Tesla’s Full Self-Driving, or FSD, isn’t a fully autonomous product. Tesla claims FSD (Supervised) lets cars do lane changes, navigate, make turns, all with a driver watching, but says it “does not make your vehicle autonomous” and drivers still need to pay attention and step in. The point matters in regulation, as approvals still focus on assisted driving features, not full self-driving. Tesla
Tesla’s share moves on this news are all about the numbers. The company had 1.28 million active FSD subscriptions in Q1, a gain of 51% from last year, as total deliveries increased 6% to 358,023. So investors are tracking to see if paid software picks up the pace and brings in more high-margin revenue than the core car business over time.
Tesla is pushing the move. In its Q1 report, Tesla said FSD (Supervised) had started going “subscription-only” and noted a record for new subscriptions in the quarter. Dutch approval, the company said, “clears the path for potential approval in other EU countries.”
Tesla is charging $99 a month for FSD (Supervised) in places where drivers can get the monthly plan. As of the last update, Belgium wasn’t shown on Tesla’s support page, which still listed the U.S., Canada, Mexico, Australia, New Zealand, the Netherlands, Lithuania, Estonia, and Denmark as available markets.
Broader markets are lending support to the rebound too. U.S. stock-index futures traded higher early Thursday, with investors buying beaten-down tech shares. Nasdaq 100 futures were up 1.19% at 6:22 a.m. ET, Reuters reported. That matters for Tesla, which tends to trade with high-growth tech stocks more than with car companies.
SpaceX is back in focus. Reuters said Thursday the pricing for SpaceX’s possible record IPO was expected later in the day. Musk was also set to join an ASML employee event virtually to talk about a proposed “Terafab” chipmaking project that would supply both Tesla and SpaceX. Reuters
That could help or hurt Tesla. SpaceX’s listing might boost the hunger for Musk’s AI, robotics and infrastructure plays, or it might split investor focus and money right when Tesla is pitching FSD, Robotaxi and Optimus as reasons for a rich valuation. Reuters reported SpaceX is targeting a $75 billion raise at a $1.75 trillion valuation, pricing on June 11 and trading to start the day after.

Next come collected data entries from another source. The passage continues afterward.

//! # Taskboard Terminal Protocol
//!
//! Wire types shared by the terminal bridge and its clients.
//!
//! A terminal connection is a single WebSocket. Binary frames carry raw
//! terminal bytes in both directions; text frames carry JSON:
//!
//! ```text
//! client -> bridge   binary  keystrokes, pasted text (opaque)
//! client -> bridge   text    {"type":"resize","cols":120,"rows":40}
//! bridge -> client   binary  shell output (opaque)
//! bridge -> client   text    {"error":"failed to start terminal"}
//! ```
//!
//! ## Example
//!
//! ```rust
//! use protocol::{ControlEnvelope, ControlMessage};
//!
//! let env = ControlEnvelope::from_json(r#"{"type":"resize","cols":120,"rows":40}"#).unwrap();
//! assert_eq!(env.interpret(), Some(ControlMessage::Resize { cols: 120, rows: 40 }));
//! ```

pub mod error;
pub mod framing;
pub mod messages;

pub use error::{ProtocolError, Result};
pub use framing::Frame;
pub use messages::{
    ControlEnvelope, ControlMessage, ErrorNotice, RESIZE_TYPE, SPAWN_FAILED_MESSAGE,
    TERMINAL_PATH, TERM_TYPE,
};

There’s a risk that approval by individual countries won’t lead to a seamless EU launch. Reuters said in May that to get broader approval, Tesla would need backing from a qualified majority—15 out of 27 EU states, covering 65% of the population. Regulators have flagged issues with speeding, how FSD handles icy roads, driver monitoring, and whether calling it “Full Self-Driving” could mislead people. Even Tesla’s own documents stress that FSD needs the driver to stay alert. Reuters
Tesla’s stock faces its next hurdle as investors watch to see if wins in Belgium and Denmark are one-offs or the start of a wider run in European approvals. Bigger markets like Germany and France carry more weight for sales. A broader EU nod would be bigger for how the market prices Tesla’s self-driving story.